• _MATERIAL PROVIDED_:
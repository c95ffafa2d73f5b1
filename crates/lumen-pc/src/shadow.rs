//! Hard shadow cast by a single square hull, applied to the lit frame after
//! compositing.

use glam::{Vec2, Vec4Swizzles};
use lumen_core::{OcclusionPass, RenderTarget};

pub const HULL_CENTER: Vec2 = Vec2::new(320.0, 240.0);
pub const HULL_HALF_EXTENT: f32 = 50.0;
const DEFAULT_SHADOW_FACTOR: f32 = 0.35;

/// Axis-aligned square occluder lit from one point.
#[derive(Debug, Clone, Copy, PartialEq)]
pub struct HullShadow {
    min: Vec2,
    max: Vec2,
    light: Vec2,
    /// Multiplier applied to shadowed pixels' color.
    factor: f32,
}

impl Default for HullShadow {
    fn default() -> Self {
        Self::new(HULL_CENTER, HULL_HALF_EXTENT)
    }
}

impl HullShadow {
    pub fn new(center: Vec2, half_extent: f32) -> Self {
        Self {
            min: center - Vec2::splat(half_extent),
            max: center + Vec2::splat(half_extent),
            light: Vec2::ZERO,
            factor: DEFAULT_SHADOW_FACTOR,
        }
    }

    pub fn with_factor(mut self, factor: f32) -> Self {
        self.factor = factor.clamp(0.0, 1.0);
        self
    }

    pub fn set_light(&mut self, light: Vec2) {
        self.light = light;
    }

    fn inside(&self, p: Vec2) -> bool {
        p.cmpge(self.min).all() && p.cmple(self.max).all()
    }

    /// Whether the segment from `p` to the light crosses the hull (slab test).
    fn occluded(&self, p: Vec2) -> bool {
        let d = self.light - p;
        let (mut t0, mut t1) = (0.0_f32, 1.0_f32);
        for axis in 0..2 {
            if d[axis].abs() < f32::EPSILON {
                if p[axis] < self.min[axis] || p[axis] > self.max[axis] {
                    return false;
                }
                continue;
            }
            let inv = 1.0 / d[axis];
            let mut near = (self.min[axis] - p[axis]) * inv;
            let mut far = (self.max[axis] - p[axis]) * inv;
            if near > far {
                core::mem::swap(&mut near, &mut far);
            }
            t0 = t0.max(near);
            t1 = t1.min(far);
            if t0 > t1 {
                return false;
            }
        }
        true
    }
}

impl OcclusionPass for HullShadow {
    fn apply(&mut self, frame: &mut RenderTarget) {
        if self.inside(self.light) {
            return;
        }
        for y in 0..frame.height() {
            for x in 0..frame.width() {
                let p = Vec2::new(x as f32 + 0.5, y as f32 + 0.5);
                if self.inside(p) || !self.occluded(p) {
                    continue;
                }
                let px = frame.pixel_mut(x, y);
                *px = (px.xyz() * self.factor).extend(px.w);
            }
        }
    }
}

#[cfg(test)]
mod tests {
    use super::*;
    use glam::Vec4;

    fn lit_frame() -> RenderTarget {
        RenderTarget::filled(640, 480, Vec4::ONE)
    }

    #[test]
    fn far_side_of_hull_is_shadowed() {
        let mut shadow = HullShadow::default().with_factor(0.5);
        shadow.set_light(Vec2::new(100.0, 240.0));
        let mut frame = lit_frame();
        shadow.apply(&mut frame);

        assert_eq!(frame.get(500, 240), Vec4::new(0.5, 0.5, 0.5, 1.0));
        assert_eq!(frame.get(500, 40), Vec4::ONE);
        assert_eq!(frame.get(50, 240), Vec4::ONE);
        // The hull itself stays lit.
        assert_eq!(frame.get(320, 240), Vec4::ONE);
    }

    #[test]
    fn light_inside_hull_casts_nothing() {
        let mut shadow = HullShadow::default();
        shadow.set_light(HULL_CENTER);
        let mut frame = lit_frame();
        shadow.apply(&mut frame);
        assert_eq!(frame, lit_frame());
    }

    #[test]
    fn axis_aligned_rays_are_handled() {
        let mut shadow = HullShadow::default();
        shadow.set_light(Vec2::new(320.5, 20.5));
        assert!(shadow.occluded(Vec2::new(320.5, 400.5)));
        assert!(!shadow.occluded(Vec2::new(600.5, 20.5)));
    }
}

• _EXERCISE DIRECTIONS_: Print exactly, and only, the lines beginning at the top of the listing and ending at the line with "pub const HULL_HALF_EXTENT: f32 = 50.0;".

• _WORKED SOLUTION_:
repository c95ffafa2d73f5b1
filename crates/lumen-pc/src/shadow.rs
//! Hard shadow cast by a single square hull, applied to the lit frame after
//! compositing.

use glam::{Vec2, Vec4Swizzles};
use lumen_core::{OcclusionPass, RenderTarget};

pub const HULL_CENTER: Vec2 = Vec2::new(320.0, 240.0);
pub const HULL_HALF_EXTENT: f32 = 50.0;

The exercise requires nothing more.